At first, (I mean after I had left Paulinus, and retired, as I had determined to spend much time in meditation and prayer,) I called in question a maxim he seemed to take for granted, that "we are all, by nature, under a law, requiring perfect obedience, on pain of eternal damnation ;" which he so insisted was a glorious law, holy, just, and good. Thus I thought with myself: "Perfect obedience! That is more than we can yield. And am I forever lost for the first offence? How can that be just? Can the kind Father of the universe require more of his creature, man, than he can do? and then punish him with eternal damnation for not doing? Can this be right?" Indeed I now felt I had an Arminian heart.
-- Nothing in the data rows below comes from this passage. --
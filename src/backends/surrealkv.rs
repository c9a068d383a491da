//! SurrealKV backend.
//!
//! Plain and transactional only; it does not implement the batch
//! extension. Writes read the key inside a read-write SurrealKV
//! transaction, so a concurrent change to it makes the commit fail with a
//! conflict instead of silently overwriting.
//!
//! Parameters: `surrealkv.dir`, `surrealkv.drop_data`.

use std::path::PathBuf;
use std::sync::atomic::{AtomicBool, Ordering};
use std::sync::Arc;

use async_trait::async_trait;

use super::data_dir::DataDir;
use crate::codec;
use crate::config::DbConfig;
use crate::context::WorkerContext;
use crate::db::Db;
use crate::error::{DbError, DbResult};
use crate::transaction::{CommitTarget, StagedTransaction, Transaction, TransactionDb, WriteSet};

pub const NAME: &str = "surrealkv";

const DEFAULT_DB_PATH: &str = "surrealkv_ycsb";

fn skv_err(err: surrealkv::Error) -> DbError {
    // surrealkv reports write/write and read/write races at commit time
    match err {
        surrealkv::Error::TransactionReadConflict | surrealkv::Error::TransactionWriteConflict => {
            DbError::Conflict(err.to_string())
        }
        _ => DbError::backend(err),
    }
}

struct Shared {
    store: surrealkv::Store,
    closed: AtomicBool,
    dir: DataDir,
}

impl Shared {
    fn ensure_open(&self) -> DbResult<()> {
        if self.closed.load(Ordering::Acquire) {
            Err(DbError::Closed)
        } else {
            Ok(())
        }
    }

    fn begin(&self, mode: surrealkv::Mode) -> DbResult<surrealkv::Transaction> {
        self.ensure_open()?;
        self.store.begin_with_mode(mode).map_err(skv_err)
    }
}

#[async_trait]
impl CommitTarget for Shared {
    fn name(&self) -> &str {
        NAME
    }

    async fn get(&self, key: &[u8]) -> DbResult<Option<Vec<u8>>> {
        let mut txn = self.begin(surrealkv::Mode::ReadOnly)?;
        let value = txn.get(key).map_err(skv_err)?;
        Ok(value.map(|v| v.to_vec()))
    }

    async fn apply(&self, set: WriteSet) -> DbResult<()> {
        let mut txn = self.begin(surrealkv::Mode::ReadWrite)?;
        let stale = set.first_stale(|key| {
            txn.get(key)
                .map(|v| v.map(|v| v.to_vec()))
                .map_err(skv_err)
        })?;
        if let Some(key) = stale {
            return Err(DbError::Conflict(format!(
                "key {} changed since it was read",
                String::from_utf8_lossy(key)
            )));
        }
        for (key, value) in set.writes() {
            match value {
                Some(value) => txn.set(key, value).map_err(skv_err)?,
                None => txn.delete(key).map_err(skv_err)?,
            }
        }
        txn.commit().await.map_err(skv_err)
    }
}

pub struct SurrealKv {
    shared: Arc<Shared>,
}

impl SurrealKv {
    pub fn open(config: &DbConfig) -> DbResult<Self> {
        let db_path = PathBuf::from(config.get_or("surrealkv.dir", DEFAULT_DB_PATH));
        let drop_data = config.parse_or("surrealkv.drop_data", true)?;

        let dir = DataDir::prepare(db_path, drop_data)?;

        let mut opts = surrealkv::Options::new();
        opts.enable_versions = false;
        opts.disk_persistence = true;
        opts.dir = dir.path().to_path_buf();

        let store = surrealkv::Store::new(opts).map_err(skv_err)?;
        tracing::info!(path = %dir.path().display(), "opened surrealkv backend");

        Ok(Self {
            shared: Arc::new(Shared {
                store,
                closed: AtomicBool::new(false),
                dir,
            }),
        })
    }

    pub fn create(config: &DbConfig) -> DbResult<Arc<dyn Db>> {
        Ok(Arc::new(Self::open(config)?))
    }

    /// Run `write` inside a read-write transaction after looking up `rkey`.
    async fn write_checked<F>(&self, ctx: &WorkerContext, rkey: &[u8], write: F) -> DbResult<()>
    where
        F: FnOnce(&mut surrealkv::Transaction, bool) -> DbResult<()> + Send,
    {
        ctx.guard(async {
            let mut txn = self.shared.begin(surrealkv::Mode::ReadWrite)?;
            let exists = txn.get(rkey).map_err(skv_err)?.is_some();
            write(&mut txn, exists)?;
            txn.commit().await.map_err(skv_err)
        })
        .await
    }
}

#[async_trait]
impl Db for SurrealKv {
    fn name(&self) -> &str {
        NAME
    }

    async fn close(&self) -> DbResult<()> {
        if self.shared.closed.swap(true, Ordering::AcqRel) {
            return Ok(());
        }
        self.shared.store.close().await.map_err(skv_err)?;
        tracing::info!(path = %self.shared.dir.path().display(), "closed surrealkv backend");
        Ok(())
    }

    async fn read(&self, ctx: &mut WorkerContext, table: &str, key: &str) -> DbResult<String> {
        let rkey = codec::record_key(table, key)?;
        let data = ctx.guard(CommitTarget::get(&*self.shared, &rkey)).await?;
        match data {
            Some(data) => codec::decode_value(&data),
            None => Err(DbError::not_found(table, key)),
        }
    }

    async fn update(
        &self,
        ctx: &mut WorkerContext,
        table: &str,
        key: &str,
        value: &str,
    ) -> DbResult<()> {
        let rkey = codec::record_key(table, key)?;
        let data = codec::encode_value(value)?;
        self.write_checked(ctx, &rkey, |txn, exists| {
            if !exists {
                return Err(DbError::not_found(table, key));
            }
            txn.set(&rkey, &data).map_err(skv_err)
        })
        .await
    }

    async fn insert(
        &self,
        ctx: &mut WorkerContext,
        table: &str,
        key: &str,
        value: &str,
    ) -> DbResult<()> {
        let rkey = codec::record_key(table, key)?;
        let data = codec::encode_value(value)?;
        self.write_checked(ctx, &rkey, |txn, exists| {
            if exists {
                return Err(DbError::duplicate(table, key));
            }
            txn.set(&rkey, &data).map_err(skv_err)
        })
        .await
    }

    async fn delete(&self, ctx: &mut WorkerContext, table: &str, key: &str) -> DbResult<()> {
        let rkey = codec::record_key(table, key)?;
        self.write_checked(ctx, &rkey, |txn, exists| {
            if !exists {
                return Err(DbError::not_found(table, key));
            }
            txn.delete(&rkey).map_err(skv_err)
        })
        .await
    }

    fn as_transaction_db(&self) -> Option<&dyn TransactionDb> {
        Some(self)
    }
}

impl TransactionDb for SurrealKv {
    fn new_transaction(&self) -> Box<dyn Transaction> {
        Box::new(StagedTransaction::new(self.shared.clone()))
    }
}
But on a certain evening, as I was reading St. Paul's Epistles to the Romans and Galatians, in which he affirms, that the wrath of God is revealed from heaven against all ungodliness and unrighteousness of men; that the very heathen themselves are without excuse; that the whole world stand guilty before God, and every mouth stopped; that the law curseth every man who continueth not in all things written in the book of the law, to do them; and that Christ was made a curse for us, to redeem us from the curse of that very law,—I was greatly shocked and confounded. One while I said, "This law cannot

be right." But again, I said, "Why then was it not repealed? Why did the Son of God bear its curse, and die to answer its demands?" I looked through the Old Testament, I looked through the New; and this notion of the law I saw was so inwrought into both, that it must be granted, or the whole of divine revelation given up. I felt the heart of an infidel; I was full of doubts and scruples as to the truth of the Bible; and when I reflected on the external evidence of divine revelation, as represented by our late writers, particularly by Dr. Leland, whose view of deistical writers I had lately read, I was drove even to atheism. For if there is a God, the Bible must be true. But if the Bible is true, the law, in all its rigor, is holy, just, and good.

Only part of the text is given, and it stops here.